Quentin Letts killed by a woodchipper
Quentin Letts wishes for John Prescott to die. As he is completely entitled to do. If I were one of the spectral ‘Humourless Left’, that tedious strawman wheeled out by the Unimaginative Right at these times, I would object, but I don’t. Quentin Letts is perfectly entitled to imagine Prescott dying or committing acts of violence, just as Bill Hicks – a slightly superior comic mind – told people who worked in advertising to kill themselves.
Similarly, I am entitled to imagine a happy world in which Quentin Letts falls feet-first into a woodchipper, where his screams of pain are mistaken for cries for attention. “Oh here we go,” says a passer-by as Letts’s shins splatter all over his front garden, “he’s trying to get people to go and look at him again. Well I’m not giving him the satisfaction.”
“No no,” wails Letts over the buzz of machinery, his knees splintering, “I’m actually being chewed up and killed by this woodchipper.”
“Yeah yeah,” tuts his next-door neighbour, hurrying inside. “Just like when you wrote that column about John Prescott, hoping that you’d get lots of outraged attention from it. Not falling for it this time, Quentin.”
"No, this isn't a joke," whimpers Letts, "this is....AAAAAAAAAARGHHHHHHHHHHHH".
See, is funny, no?
No related posts.


December 29th, 2011 - 12:53
So people don’t have to click through to the article and give Dacre an extra digit:
“John Prescott — to retire to a small shed with a box of matches and to wait an hour for the methane levels to accrue. At the first flare of flame, Ka-BOOOOOOM!”
Oh I get it haha it’s because Prescott’s fat and presumably farts, hah. That’s a funny mental image, Quentin. Excellent. The woodchipper will be sending you straight to see Peter Cook so he can congratulate you.
December 29th, 2011 - 12:58
“Classic FM station bosses — fewer Northern accents, if possible, please, on your airwaves.”

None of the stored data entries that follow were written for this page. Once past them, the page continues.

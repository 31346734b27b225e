//! Database schema migrations.
//!
//! Creates one vector table per media class plus the bookkeeping tables
//! `schema_migrations` and `vector_dimensions`. Dimensionality is fixed when
//! the tables are created; reopening with a different configuration is an
//! error rather than a silent schema drift.

use rusqlite::Connection;
use tracing::info;

use mediascope_core::error::{MediaError, Result};
use mediascope_core::types::{MediaClass, VectorDimensions};

/// Run all pending database migrations, then check that the stored
/// dimensionality matches `dimensions`.
pub fn run_migrations(conn: &Connection, dimensions: VectorDimensions) -> Result<()> {
    conn.execute_batch(
        "CREATE TABLE IF NOT EXISTS schema_migrations (
            version     INTEGER PRIMARY KEY NOT NULL,
            name        TEXT NOT NULL,
            applied_at  INTEGER NOT NULL DEFAULT (strftime('%s', 'now'))
        );",
    )
    .map_err(|e| MediaError::StorageUnavailable(format!("Failed to create migrations table: {}", e)))?;

    let current_version: i64 = conn
        .query_row(
            "SELECT COALESCE(MAX(version), 0) FROM schema_migrations",
            [],
            |row| row.get(0),
        )
        .map_err(|e| {
            MediaError::StorageUnavailable(format!("Failed to query migration version: {}", e))
        })?;

    if current_version < 1 {
        apply_v1(conn, dimensions)?;
        info!(
            image_dimensions = dimensions.image,
            audio_dimensions = dimensions.audio,
            "Applied migration v1: vector_tables"
        );
    }

    verify_dimensions(conn, dimensions)
}

/// Version 1: per-class vector tables.
fn apply_v1(conn: &Connection, dimensions: VectorDimensions) -> Result<()> {
    let mut sql = String::from(
        "CREATE TABLE IF NOT EXISTS vector_dimensions (
            media_type  TEXT PRIMARY KEY NOT NULL,
            dimensions  INTEGER NOT NULL
        );\n",
    );

    for class in MediaClass::ALL {
        let table = class.table_name();
        let dims = dimensions.get(class);
        sql.push_str(&format!(
            "CREATE TABLE IF NOT EXISTS {table} (
                id              INTEGER PRIMARY KEY AUTOINCREMENT,
                page_url        TEXT NOT NULL UNIQUE,
                feature_vector  BLOB NOT NULL CHECK (length(feature_vector) = {bytes}),
                created_at      INTEGER NOT NULL DEFAULT (strftime('%s', 'now'))
            );
            INSERT OR IGNORE INTO vector_dimensions (media_type, dimensions)
                VALUES ('{name}', {dims});\n",
            table = table,
            bytes = dims * 4,
            name = class.as_str(),
            dims = dims,
        ));
    }

    sql.push_str("INSERT OR IGNORE INTO schema_migrations (version, name) VALUES (1, 'vector_tables');");

    conn.execute_batch(&sql)
        .map_err(|e| MediaError::StorageUnavailable(format!("Failed to apply migration v1: {}", e)))
}

fn verify_dimensions(conn: &Connection, dimensions: VectorDimensions) -> Result<()> {
    for class in MediaClass::ALL {
        let stored: i64 = conn
            .query_row(
                "SELECT dimensions FROM vector_dimensions WHERE media_type = ?1",
                [class.as_str()],
                |row| row.get(0),
            )
            .map_err(|e| {
                MediaError::StorageUnavailable(format!(
                    "Failed to read {} dimensions: {}",
                    class, e
                ))
            })?;

        if stored as usize != dimensions.get(class) {
            return Err(MediaError::Config(format!(
                "{} table was created with {} dimensions but {} are configured",
                class,
                stored,
                dimensions.get(class)
            )));
        }
    }
    Ok(())
}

Ohohoho Northerners are unpleasant to listen to. Hah! He truly is a “peerless sketchwriter”.
“Sir Ian McKellen — to buy a box of pins with which, daily, to prick his balloon of self-esteem.”
Ooooh, Quentin Letts there. Quentin Letts. Having a go at someone’s ego. Quentin Letts. Quentin. Letts.

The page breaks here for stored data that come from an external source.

impl EthereumProvider {
    /// Build the facade on a core.
    #[must_use]
    pub fn new(core: Arc<ProviderCore>) -> Self {
        let provider = Self {
            core,
            events: EventEmitter::new(),
            state: Arc::new(EvmState::default()),
        };
        provider.bind_events();
        provider
    }

    fn bind_events(&self) {
        let raw = self.core.events();

        let (state, out) = (Arc::clone(&self.state), self.events.clone());
        raw.on(events::CONNECT, move |payload| {
            state.connected.set(true);
            let host = payload.get("chainId").and_then(Value::as_str);
            match host.and_then(chain::host_to_hex) {
                Some(hex) => {
                    state.set_chain_id(Some(hex.clone()));
                    out.emit(events::CONNECT, &json!({ "chainId": hex }));
                }
                None => emit_chain_disconnect(&state, &out),
            }
        });

        let (state, out) = (Arc::clone(&self.state), self.events.clone());
        raw.on(events::DISCONNECT, move |payload| {
            state.connected.set(false);
            out.emit(events::DISCONNECT, payload);
        });

        let (state, out) = (Arc::clone(&self.state), self.events.clone());
        raw.on(events::ACCOUNTS_CHANGED, move |payload| {
            let Ok(accounts) = serde_json::from_value::<Vec<Account>>(payload.clone()) else {
                debug!("ignoring malformed accountsChanged payload");
                return;
            };
            let addresses = evm_addresses(&accounts);
            state.set_accounts(addresses.clone());
            out.emit(events::ACCOUNTS_CHANGED, &json!(addresses));
        });

        let (state, out) = (Arc::clone(&self.state), self.events.clone());
        raw.on(events::CHAIN_CHANGED, move |payload| {
            match payload.as_str().and_then(chain::host_to_hex) {
                Some(hex) => {
                    state.set_chain_id(Some(hex.clone()));
                    out.emit(events::CHAIN_CHANGED, &json!(hex));
                }
                None => emit_chain_disconnect(&state, &out),
            }
        });
    }

    /// EIP-1193 `request`.
    pub async fn request(&self, args: RequestArguments) -> RpcResult<Value> {
        let params = positional(&args.params);
        match args.method.as_str() {
            "eth_requestAccounts" => {
                let accounts = self.accounts_via(Method::RequestAccounts).await?;
                Ok(json!(accounts))
            }
            "eth_accounts" => Ok(json!(self.accounts_via(Method::Accounts).await?)),
            "eth_coinbase" => {
                let accounts = self.accounts_via(Method::Accounts).await?;
                Ok(accounts.into_iter().next().map_or(Value::Null, Value::String))
            }
            "eth_chainId" => {
                let (_, hex) = self.current_chain().await?;
                Ok(json!(hex))
            }
            "net_version" => {
                let (host, _) = self.current_chain().await?;
                let id = chain::evm_chain_id(host).ok_or_else(ProviderRpcError::chain_disconnected)?;
                Ok(json!(id.to_string()))
            }
            "personal_sign" => {
                let message = param(&params, 0)?.clone();
                let address = parse_address(param(&params, 1)?)?;
                self.sign_message(message, address).await
            }
            "eth_sign" => {
                let address = parse_address(param(&params, 0)?)?;
                let message = param(&params, 1)?.clone();
                self.sign_message(message, address).await
            }
            "eth_signTypedData" | "eth_signTypedData_v3" | "eth_signTypedData_v4" => {
                let (address, data) = split_typed_data(&params)?;
                self.core
                    .request(
                        Method::SignTypedData.as_str(),
                        to_params(&SignTypedDataParams { data, address })?,
                    )
                    .await
            }
            "eth_sendTransaction" => {
                let tx: EvmTransaction = serde_json::from_value(param(&params, 0)?.clone())
                    .map_err(|e| ProviderRpcError::invalid_params(e.to_string()))?;
                let (host, _) = self.current_chain().await?;
                let transfer = TransferParams {
                    from: parse_address(&json!(tx.from))?,
                    to: parse_address(&json!(tx.to.unwrap_or_default()))?,
                    amount: quantity_to_decimal(tx.value.as_deref().unwrap_or("0x0"))?,
                    chain: host.to_string(),
                    asset: None,
                    data: tx.data,
                };
                let result = self
                    .core
                    .request(Method::SendTransaction.as_str(), to_params(&transfer)?)
                    .await?;
                let receipt: TransferReceipt = decode(result)?;
                Ok(json!(receipt.tx_hash))
            }
            "eth_signTransaction" => {
                let transaction = param(&params, 0)?.clone();
                let from = transaction
                    .get("from")
                    .ok_or_else(|| ProviderRpcError::invalid_params("transaction has no 'from'"))?;
                let address = parse_address(from)?;
                let (host, _) = self.current_chain().await?;
                let sign = SignTransactionParams {
                    address,
                    chain: host.to_string(),
                    transaction,
                };
                self.core
                    .request(Method::SignTransaction.as_str(), to_params(&sign)?)
                    .await
            }
            "eth_getBalance" => {
                let address = parse_address(param(&params, 0)?)?;
                let (host, _) = self.current_chain().await?;
                let query = BalanceQuery {
                    address,
                    chain: host.to_string(),
                    asset: None,
                };
                let result = self
                    .core
                    .request(Method::GetBalance.as_str(), to_params(&query)?)
                    .await?;
                Ok(json!(balance_to_hex(&result)?))
            }
            other => Err(ProviderRpcError::unsupported_method(other)),
        }
    }

    async fn sign_message(&self, message: Value, address: String) -> RpcResult<Value> {
        let message = match message {
            Value::String(s) => s,
            _ => return Err(ProviderRpcError::invalid_params("message must be a string")),
        };
        self.core
            .request(
                Method::SignMessage.as_str(),
                to_params(&SignMessageParams { message, address })?,
            )
            .await
    }

    async fn accounts_via(&self, method: Method) -> RpcResult<Vec<String>> {
        // Until a chain is known, ask for mainnet accounts.
        let host = self
            .chain_id()
            .as_deref()
            .and_then(chain::hex_to_host)
            .unwrap_or(DEFAULT_CHAIN);
        let query = AccountQuery::chain(host);
        let result = self.core.request(method.as_str(), to_params(&query)?).await?;
        let accounts: Vec<Account> = decode(result)?;
        let addresses = evm_addresses(&accounts);
        if !addresses.is_empty() {
            self.state.connected.set(true);
        }
        self.state.set_accounts(addresses.clone());
        Ok(addresses)
    }

    /// Ask the host for its chain; fails with 4901 on a non-EVM chain.
    async fn current_chain(&self) -> RpcResult<(&'static str, String)> {
        let result = self.core.request(Method::ChainId.as_str(), Value::Null).await?;
        let host: String = decode(result)?;
        let mapped = chain::chain_info(&host)
            .and_then(|info| info.evm_hex_chain_id().map(|hex| (info.id, hex)));
        match mapped {
            Some((id, hex)) => {
                self.state.set_chain_id(Some(hex.clone()));
                Ok((id, hex))
            }
            None => {
                self.state.set_chain_id(None);
                Err(ProviderRpcError::chain_disconnected())
            }
        }
    }

    /// Legacy `send(method, params)`.
    pub async fn send(&self, method: &str, params: Value) -> RpcResult<Value> {
        self.request(RequestArguments::new(method, params)).await
    }

    /// Legacy `sendAsync`, answering in JSON-RPC 2.0 shape.
    pub async fn send_async(&self, payload: JsonRpcPayload) -> JsonRpcResponse {
        let outcome = self
            .request(RequestArguments::new(payload.method, payload.params))
            .await;
        let (result, error) = match outcome {
            Ok(result) => (Some(result), None),
            Err(error) => (None, Some(error)),
        };
        JsonRpcResponse {
            jsonrpc: jsonrpc_version(),
            id: payload.id,
            result,
            error,
        }
    }

    /// Legacy `enable()`, same as `eth_requestAccounts`.
    pub async fn enable(&self) -> RpcResult<Vec<String>> {
        self.accounts_via(Method::RequestAccounts).await
    }

    /// Cached hex chain id, kept current by `chainChanged`.
    #[must_use]
    pub fn chain_id(&self) -> Option<String> {
        self.state
            .chain_id
            .read()
            .unwrap_or_else(PoisonError::into_inner)
            .clone()
    }

    /// Cached decimal network id.
    #[must_use]
    pub fn network_version(&self) -> Option<String> {
        self.chain_id()
            .as_deref()
            .and_then(chain::hex_to_decimal)
            .map(|id| id.to_string())
    }

    /// Cached selected address, kept current by `accountsChanged`.
    #[must_use]
    pub fn selected_address(&self) -> Option<String> {
        self.state
            .accounts
            .read()
            .unwrap_or_else(PoisonError::into_inner)
            .first()
            .cloned()
    }

    /// Whether the provider has connected.
    #[must_use]
    pub fn is_connected(&self) -> bool {
        self.state.connected.get()
    }

    /// Subscribe to an event.
    pub fn on<F>(&self, event: &str, listener: F) -> ListenerId
    where
        F: Fn(&Value) + Send + Sync + 'static,
    {
        self.events.on(event, listener)
    }

    /// Subscribe to the next occurrence of an event.
    pub fn once<F>(&self, event: &str, listener: F) -> ListenerId
    where
        F: Fn(&Value) + Send + Sync + 'static,
    {
        self.events.once(event, listener)
    }

    /// Unsubscribe a listener.
    pub fn off(&self, event: &str, id: ListenerId) -> bool {
        self.events.off(event, id)
    }

    /// Alias of [`off`](Self::off).
    pub fn remove_listener(&self, event: &str, id: ListenerId) -> bool {
        self.off(event, id)
    }

    /// Remove listeners of one event, or of every event.
    pub fn remove_all_listeners(&self, event: Option<&str>) {
        self.events.remove_all_listeners(event);
    }

    /// The core this facade runs on.
    #[must_use]
    pub fn core(&self) -> &Arc<ProviderCore> {
        &self.core
    }
}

“Ben Bradshaw, Labour MP and Nigel Havers lookalike — not to stare quite so intently. His gaze when Hugh Grant gave evidence to the Select Committee on Privacy and Injunctions was positively laser-like.”
http://3.bp.blogspot.com/-xjngx4SPPPM/TZchkK61qUI/AAAAAAAAECg/_HBgM7WQ4FM/s1600/letts49202405_jex_814860_de27-1.jpg
December 29th, 2011 - 13:57
Just a funny joke, like those on Top Gear.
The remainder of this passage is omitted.